Your objective:
Give again, word for word, every line in the entries below from the line with "use crate::compiler::compile;" up to and including the line with "save_preview(&compilation.command, path).unwrap();", and no other line.

[Extracted records]
┄┄┄┄┄┄┄┄┄┄┄┄┄┄┄┄┄┄┄┄
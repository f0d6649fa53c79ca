//! Chunk records and the two chunk sets
//!
//! A [`ChunkList`] is scanned linearly from its head, newest entry first.
//! The number of live chunks is bounded by the number of outstanding
//! requests, not by bytes, so there is no index.

use std::ptr::NonNull;

use crate::backend::MemoryKind;

/// One contiguous backing region owned by the pool
#[derive(Debug)]
pub(crate) struct Chunk {
    /// Identifier for log output only
    id: u64,
    /// Backing region; `None` only for a fresh chunk before its first resize
    memory: Option<NonNull<u8>>,
    /// Capacity of `memory` in bytes, never decreases
    size: usize,
    kind: MemoryKind,
}

// SAFETY: a chunk is only ever reachable through the pool's registry, which
// is guarded by a mutex; the region itself is never dereferenced by the pool.
unsafe impl Send for Chunk {}

impl Chunk {
    /// Fresh chunk with no backing memory
    pub(crate) fn empty(id: u64, kind: MemoryKind) -> Self {
        Self {
            id,
            memory: None,
            size: 0,
            kind,
        }
    }

    #[cfg(test)]
    pub(crate) fn with_memory(id: u64, memory: NonNull<u8>, size: usize, kind: MemoryKind) -> Self {
        Self {
            id,
            memory: Some(memory),
            size,
            kind,
        }
    }

    pub(crate) fn id(&self) -> u64 {
        self.id
    }

    pub(crate) fn memory(&self) -> Option<NonNull<u8>> {
        self.memory
    }

    pub(crate) fn size(&self) -> usize {
        self.size
    }

    pub(crate) fn kind(&self) -> MemoryKind {
        self.kind
    }

    /// Detach the backing region, leaving the chunk without memory.
    /// The recorded size is kept so it can be passed to the backend.
    pub(crate) fn take_memory(&mut self) -> Option<NonNull<u8>> {
        self.memory.take()
    }

    /// Install a new, larger backing region
    pub(crate) fn install(&mut self, memory: NonNull<u8>, size: usize) {
        assert!(self.memory.is_none(), "chunk {} still owns a region", self.id);
        assert!(
            size >= self.size,
            "chunk {} cannot shrink from {} to {} bytes",
            self.id,
            self.size,
            size
        );
        self.memory = Some(memory);
        self.size = size;
    }

    pub(crate) fn holds(&self, ptr: NonNull<u8>) -> bool {
        self.memory == Some(ptr)
    }
}

/// Position of a chunk inside a [`ChunkList`], valid until the list changes
#[derive(Debug, Clone, Copy, PartialEq, Eq)]
pub(crate) struct ChunkPos(usize);

/// Set of chunks with head insertion and linear scan from the head
#[derive(Debug, Default)]
pub(crate) struct ChunkList {
    // The head of the list is the last element
    chunks: Vec<Chunk>,
}

impl ChunkList {
    #[cfg(test)]
    pub(crate) fn new() -> Self {
        Self::default()
    }

    /// Insert at the head
    pub(crate) fn push(&mut self, chunk: Chunk) {
        self.chunks.push(chunk);
    }

    /// Unlink the chunk at `pos`, keeping the order of the others
    pub(crate) fn remove(&mut self, pos: ChunkPos) -> Chunk {
        self.chunks.remove(pos.0)
    }

    /// Iterate from the head (most recently inserted) to the tail
    pub(crate) fn iter(&self) -> impl Iterator<Item = (ChunkPos, &Chunk)> + '_ {
        self.chunks
            .iter()
            .enumerate()
            .rev()
            .map(|(idx, chunk)| (ChunkPos(idx), chunk))
    }

    /// Find the chunk whose backing region starts at `ptr`
    pub(crate) fn find(&self, ptr: NonNull<u8>) -> Option<ChunkPos> {
        self.iter()
            .find(|(_, chunk)| chunk.holds(ptr))
            .map(|(pos, _)| pos)
    }

    #[cfg(test)]
    pub(crate) fn get(&self, pos: ChunkPos) -> &Chunk {
        &self.chunks[pos.0]
    }

    pub(crate) fn len(&self) -> usize {
        self.chunks.len()
    }

    pub(crate) fn is_empty(&self) -> bool {
        self.chunks.is_empty()
    }

    /// Sum of chunk capacities, optionally restricted to one kind
    pub(crate) fn bytes(&self, kind: Option<MemoryKind>) -> usize {
        self.chunks
            .iter()
            .filter(|chunk| kind.map_or(true, |k| chunk.kind == k))
            .map(|chunk| chunk.size)
            .sum()
    }

    /// Unlink every chunk, head first
    pub(crate) fn take_all(&mut self) -> impl Iterator<Item = Chunk> {
        std::mem::take(&mut self.chunks).into_iter().rev()
    }
}
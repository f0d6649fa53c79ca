//! Chunk selection for a `(size, kind)` request
//!
//! Two candidates are tracked while scanning the available set from its
//! head:
//! - the smallest chunk with `size >= requested` (an exact match ends the scan)
//! - the largest chunk with `size < requested`
//!
//! The first is preferred. The second is grown in place, which keeps the
//! backend delta as small as possible. A fresh chunk is only created when
//! no chunk of the requested kind is available at all. On equal sizes the
//! candidate closest to the head wins.

use super::chunk::{ChunkList, ChunkPos};
use crate::backend::MemoryKind;

/// Outcome of a scan of the available set
#[derive(Debug, Clone, Copy, PartialEq, Eq)]
pub(crate) enum Selection {
    /// A chunk large enough for the request
    Fit(ChunkPos),
    /// The largest undersized chunk; must be grown before use
    Undersized(ChunkPos),
    /// No chunk of the requested kind is available
    Fresh,
}

pub(crate) fn select(available: &ChunkList, size: usize, kind: MemoryKind) -> Selection {
    let mut fit: Option<(ChunkPos, usize)> = None;
    let mut undersized: Option<(ChunkPos, usize)> = None;

    for (pos, chunk) in available.iter() {
        if chunk.kind() != kind {
            continue;
        }
        let candidate = chunk.size();

        if candidate < size {
            if undersized.map_or(true, |(_, best)| best < candidate) {
                undersized = Some((pos, candidate));
            }
        } else if fit.map_or(true, |(_, best)| candidate < best) {
            fit = Some((pos, candidate));
            if candidate == size {
                break;
            }
        }
    }

    match (fit, undersized) {
        (Some((pos, _)), _) => Selection::Fit(pos),
        (None, Some((pos, _))) => Selection::Undersized(pos),
        (None, None) => Selection::Fresh,
    }
}
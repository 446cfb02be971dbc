use super::*;
use crate::compiler::compile;

#[test]
fn palette_and_hex_colors() {
    assert_eq!(parse_color("red"), Some((255, 0, 0)));
    assert_eq!(parse_color("Gray"), Some((128, 128, 128)));
    assert_eq!(parse_color("#0110ab"), Some((1, 16, 171)));
    assert_eq!(parse_color("#FFFFFF"), Some((255, 255, 255)));
    assert_eq!(parse_color("#fff"), None);
    assert_eq!(parse_color("#gggggg"), None);
    assert_eq!(parse_color("teal"), None);
}

#[test]
fn renders_compiled_circle_on_canvas() {
    let compilation = compile("draw a circle at one hundred comma fifty radius 10 color blue").unwrap();
    let picture = render_command(&compilation.command).unwrap();

    assert_eq!((picture.xres, picture.yres), (800, 600));
    assert_eq!(picture.get(100, 50), Some((0, 0, 255)));
    assert_eq!(picture.get(200, 200), Some((255, 255, 255)));
}

#[test]
fn unknown_color_is_an_error() {
    let command = Command::Circle {
        center: crate::compiler::Point { x: 1.0, y: 1.0 },
        radius: 1.0,
        color: "teal".to_string(),
    };
    let err = render_command(&command).err().unwrap();
    assert!(matches!(err, RenderError::UnknownColor(ref color) if color == "teal"));
}

#[test]
fn preview_is_written_as_png() {
    let dir = tempfile::tempdir().unwrap();
    let path = dir.path().join("preview.png");
    let path = path.to_str().unwrap();

    let compilation = compile("draw rectangle at (10, 10) width 20 height 20 color orange").unwrap();
    save_preview(&compilation.command, path).unwrap();

    let image = image::open(path).unwrap().to_rgb8();
    assert_eq!(image.dimensions(), (800, 600));
    assert_eq!(image.get_pixel(15, 15).0, [255, 165, 0]);
    assert_eq!(image.get_pixel(50, 50).0, [255, 255, 255]);
}
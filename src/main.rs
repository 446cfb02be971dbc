use std::{
    fs::{self, File},
    io::{self, BufRead, BufReader},
    path::{Path, PathBuf},
    process::ExitCode,
};

use clap::{Parser, ValueEnum};
use shape_dsl::{
    Compilation, Outcome,
    constants::SCRIPT_COMMENT,
    process_canonical_command, process_command,
    render::{RenderError, save_preview},
};
use tracing_subscriber::EnvFilter;

#[derive(Debug, thiserror::Error)]
enum CliError {
    #[error("Script '{path}' could not be read: {source}")]
    Script { path: String, source: io::Error },
    #[error("Failed to read stdin: {0}")]
    Stdin(io::Error),
    #[error("Failed to write '{path}': {source}")]
    Write { path: String, source: io::Error },
    #[error("Failed to encode report: {0}")]
    Json(#[from] serde_json::Error),
    #[error(transparent)]
    Render(#[from] RenderError),
}

#[derive(Clone, Copy, Debug, ValueEnum)]
enum Format {
    Svg,
    Json,
}

#[derive(Parser, Debug)]
#[command(name = "shape-dsl", about = "Compile spoken-style drawing commands into SVG")]
struct Cli {
    /// Commands to compile, e.g. "draw a circle at 100 50 radius 25 color red".
    commands: Vec<String>,

    /// Script with one command per line; `//` starts a comment line.
    #[arg(long = "script", value_name = "FILE")]
    scripts: Vec<PathBuf>,

    /// Input is already canonical, skip normalization.
    #[arg(long)]
    canonical: bool,

    #[arg(long, value_enum, default_value_t = Format::Svg)]
    format: Format,

    /// Write the SVG of the last successful command to this file.
    #[arg(long, value_name = "FILE")]
    out: Option<PathBuf>,

    /// Write a PNG preview of the last successful command to this file.
    #[arg(long, value_name = "FILE")]
    png: Option<PathBuf>,
}

fn main() -> ExitCode {
    tracing_subscriber::fmt()
        .with_env_filter(EnvFilter::from_default_env())
        .with_writer(io::stderr)
        .init();

    let cli = Cli::parse();

    match run(&cli) {
        Ok(true) => ExitCode::SUCCESS,
        Ok(false) => ExitCode::FAILURE,
        Err(e) => {
            tracing::error!(error = %e, "shape-dsl failed");
            eprintln!("{e}");
            ExitCode::FAILURE
        }
    }
}

/// Returns whether every command compiled.
fn run(cli: &Cli) -> Result<bool, CliError> {
    let inputs = collect_inputs(cli)?;
    let mut last_success: Option<Compilation> = None;
    let mut all_ok = true;

    for (line_info, text) in inputs {
        let outcome = if cli.canonical { process_canonical_command(&text) } else { process_command(&text) };

        match cli.format {
            Format::Json => println!("{}", serde_json::to_string_pretty(&outcome)?),
            Format::Svg => match &outcome {
                Outcome::Success(compilation) => println!("{}", compilation.output),
                Outcome::Failure { error } => eprintln!("{line_info} -> {error}"),
            },
        }

        match outcome {
            Outcome::Success(compilation) => last_success = Some(compilation),
            Outcome::Failure { .. } => all_ok = false,
        }
    }

    if let Some(compilation) = &last_success {
        if let Some(path) = &cli.out {
            fs::write(path, &compilation.output)
                .map_err(|source| CliError::Write { path: path.display().to_string(), source })?;
            tracing::info!(path = %path.display(), "svg saved");
        }

        if let Some(path) = &cli.png {
            save_preview(&compilation.command, &path.to_string_lossy())?;
        }
    } else if cli.out.is_some() || cli.png.is_some() {
        tracing::warn!("no command compiled, nothing written");
    }

    Ok(all_ok)
}

// (where the command came from, command text)
fn collect_inputs(cli: &Cli) -> Result<Vec<(String, String)>, CliError> {
    let mut inputs: Vec<(String, String)> = cli
        .commands
        .iter()
        .enumerate()
        .map(|(i, text)| (format!("argument {}", i + 1), text.clone()))
        .collect();

    for path in &cli.scripts {
        let lines = read_lines(path)
            .map_err(|source| CliError::Script { path: path.display().to_string(), source })?;

        for (line_number, line) in lines.map_while(Result::ok).enumerate() {
            if let Some(text) = script_command(&line) {
                inputs.push((format!("{}:{}", path.display(), line_number + 1), text.to_string()));
            }
        }
    }

    if cli.commands.is_empty() && cli.scripts.is_empty() {
        for (line_number, line) in io::stdin().lock().lines().enumerate() {
            let line = line.map_err(CliError::Stdin)?;
            if let Some(text) = script_command(&line) {
                inputs.push((format!("stdin:{}", line_number + 1), text.to_string()));
            }
        }
    }

    Ok(inputs)
}

fn script_command(line: &str) -> Option<&str> {
    let line = line.trim();

    if line.is_empty() || line.starts_with(SCRIPT_COMMENT) {
        None
    } else {
        Some(line)
    }
}

fn read_lines<P>(file_path: P) -> io::Result<io::Lines<BufReader<File>>>
where P: AsRef<Path> {
    let file = File::open(file_path)?;
    Ok(BufReader::new(file).lines())
}

#[cfg(test)]
#[path = "main_test.rs"]
mod tests;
┄┄┄┄┄┄┄┄┄┄┄┄┄┄┄┄┄┄┄┄
Completed task:
use crate::compiler::compile;

#[test]
fn palette_and_hex_colors() {
    assert_eq!(parse_color("red"), Some((255, 0, 0)));
    assert_eq!(parse_color("Gray"), Some((128, 128, 128)));
    assert_eq!(parse_color("#0110ab"), Some((1, 16, 171)));
    assert_eq!(parse_color("#FFFFFF"), Some((255, 255, 255)));
    assert_eq!(parse_color("#fff"), None);
    assert_eq!(parse_color("#gggggg"), None);
    assert_eq!(parse_color("teal"), None);
}

#[test]
fn renders_compiled_circle_on_canvas() {
    let compilation = compile("draw a circle at one hundred comma fifty radius 10 color blue").unwrap();
    let picture = render_command(&compilation.command).unwrap();

    assert_eq!((picture.xres, picture.yres), (800, 600));
    assert_eq!(picture.get(100, 50), Some((0, 0, 255)));
    assert_eq!(picture.get(200, 200), Some((255, 255, 255)));
}

#[test]
fn unknown_color_is_an_error() {
    let command = Command::Circle {
        center: crate::compiler::Point { x: 1.0, y: 1.0 },
        radius: 1.0,
        color: "teal".to_string(),
    };
    let err = render_command(&command).err().unwrap();
    assert!(matches!(err, RenderError::UnknownColor(ref color) if color == "teal"));
}

#[test]
fn preview_is_written_as_png() {
    let dir = tempfile::tempdir().unwrap();
    let path = dir.path().join("preview.png");
    let path = path.to_str().unwrap();

    let compilation = compile("draw rectangle at (10, 10) width 20 height 20 color orange").unwrap();
    save_preview(&compilation.command, path).unwrap();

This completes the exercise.